Worst of all, Mr. Obama has proven to the Tea Party nutjobs that hostage-taking works, that threatening not only the American economy but the global economy with comprehensive disaster is a proper way to pursue policy initiatives. Imagine if a member of the House Insanity Caucus had broken into a nuclear missile silo and threatened to launch unless Reagan's face was carved on Mt. Rushmore...and got what he wanted, and was allowed to go free.
What's next? You really think they won't try this again at the first opportunity? Of course they will, and why not? It worked like a charm.

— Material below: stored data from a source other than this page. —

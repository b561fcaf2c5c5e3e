//! Table listing and table page endpoints

use axum::{
    extract::{Path, Query, State},
    response::{Html, IntoResponse, Response},
};
use serde::Deserialize;
use std::sync::Arc;

use crate::api::rows;
use crate::database::traits::{DatabaseError, DatabaseProvider};
use crate::guard::TableName;
use crate::layer::NavigatorContext;
use crate::view::{IndexPage, TableMode, TablePage, View};

/// Query parameters understood by the table routes
///
/// `sort` is used by the content view, `rows` and `redirect` by delete.
#[derive(Debug, Default, Deserialize)]
pub struct TableQuery {
    pub sort: Option<String>,
    pub rows: Option<String>,
    pub redirect: Option<String>,
}

/// Handler for GET /
///
/// Renders the list of all tables in the database.
pub async fn index_handler<DB: DatabaseProvider>(
    State(context): State<Arc<NavigatorContext<DB>>>,
) -> crate::Result<Html<String>> {
    let tables = context.database.list_tables().await?;

    context.render(View::Index(IndexPage {
        context: context.page.clone(),
        db_name: context.database.database_name().to_string(),
        tables,
    }))
}

/// Handler for GET /table/{table_name}/
pub async fn table_structure_handler<DB: DatabaseProvider>(
    State(context): State<Arc<NavigatorContext<DB>>>,
    Path(table_name): Path<String>,
    Query(query): Query<TableQuery>,
) -> crate::Result<Response> {
    dispatch(&context, &table_name, "", query).await
}

/// Handler for GET /table/{table_name}/{target}
///
/// `target` selects the mode: `content` lists rows, `delete` removes rows
/// unless the navigator is read-only, anything else shows the structure.
pub async fn table_handler<DB: DatabaseProvider>(
    State(context): State<Arc<NavigatorContext<DB>>>,
    Path((table_name, target)): Path<(String, String)>,
    Query(query): Query<TableQuery>,
) -> crate::Result<Response> {
    dispatch(&context, &table_name, &target, query).await
}

async fn dispatch<DB: DatabaseProvider>(
    context: &NavigatorContext<DB>,
    table_name: &str,
    target: &str,
    query: TableQuery,
) -> crate::Result<Response> {
    let tables = context.database.list_tables().await?;
    let table = TableName::resolve(table_name, &tables)
        .ok_or_else(|| DatabaseError::TableNotFound(table_name.to_string()))?;

    // A read-only navigator treats "delete" like any unknown target and falls
    // through to the structure view
    let mode = match target {
        "content" => rows::content(context, &table, query.sort.as_deref()).await?,
        "delete" if !context.page.read_only => {
            return rows::delete(
                context,
                &table,
                query.rows.as_deref(),
                query.redirect.as_deref(),
            )
            .await;
        }
        _ => TableMode::Structure(context.database.describe_table(&table).await?),
    };

    let page = context.render(View::Table(TablePage {
        context: context.page.clone(),
        db_name: context.database.database_name().to_string(),
        table_name: table.to_string(),
        tables,
        current_tab: target.to_string(),
        mode,
    }))?;

    Ok(page.into_response())
}
//! Static asset serving
//!
//! The stylesheet and script used by the built-in renderer are embedded at
//! compile time and served under `{prefix}/files/`.

use axum::{
    extract::Path,
    http::{header, StatusCode},
    response::{IntoResponse, Response},
};
use include_dir::{include_dir, Dir};

// Embed the static directory at compile time
static STATIC_FILES: Dir = include_dir!("$CARGO_MANIFEST_DIR/static");

/// Look up an embedded file by its path relative to the static directory
pub fn static_file(path: &str) -> Option<&'static [u8]> {
    STATIC_FILES.get_file(path).map(|file| file.contents())
}

/// Handler for GET /files/{*path}
///
/// Serves embedded files with a content type guessed from the extension, or
/// 404 when no such file is embedded.
pub async fn serve_static_file(Path(path): Path<String>) -> Response {
    match static_file(&path) {
        Some(contents) => {
            let mime_type = mime_guess::from_path(&path)
                .first_or_octet_stream()
                .to_string();

            (
                StatusCode::OK,
                [
                    (header::CONTENT_TYPE, mime_type),
                    (header::CACHE_CONTROL, "public, max-age=3600".to_string()),
                ],
                contents,
            )
                .into_response()
        }
        None => (StatusCode::NOT_FOUND, format!("File not found: {}", path)).into_response(),
    }
}
//! # Workspace Index Core
//!
//! Storage-agnostic logic for Workspace Index: data models, the content
//! classifier, the structure-aware chunker, store traits, filtered search,
//! index statistics, the activity feed, scheduled tasks, and calendar events.
//!
//! This crate contains no tokio, sqlx, or filesystem I/O. Persistence is
//! reached only through the traits in [`store`]; [`store::memory`] provides
//! an in-process implementation used by tests.

pub mod activity;
pub mod calendar;
pub mod chunk;
pub mod classify;
pub mod error;
pub mod models;
pub mod search;
pub mod stats;
pub mod store;
pub mod tasks;

pub use error::CoreError;
pub use models::{FileType, SourceType};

They got away with it, just like Mr. Bush and his cronies got away with lying us into war while bankrupting the country, just like the "defense" contractors who skimmed billions from the war funding, just like the Wall Streeters and banksters who stole our future from us.
They got away with it, and so they will try it again somewhere down the road...and there will be Mr. Obama, receding slowly into the distance. Again.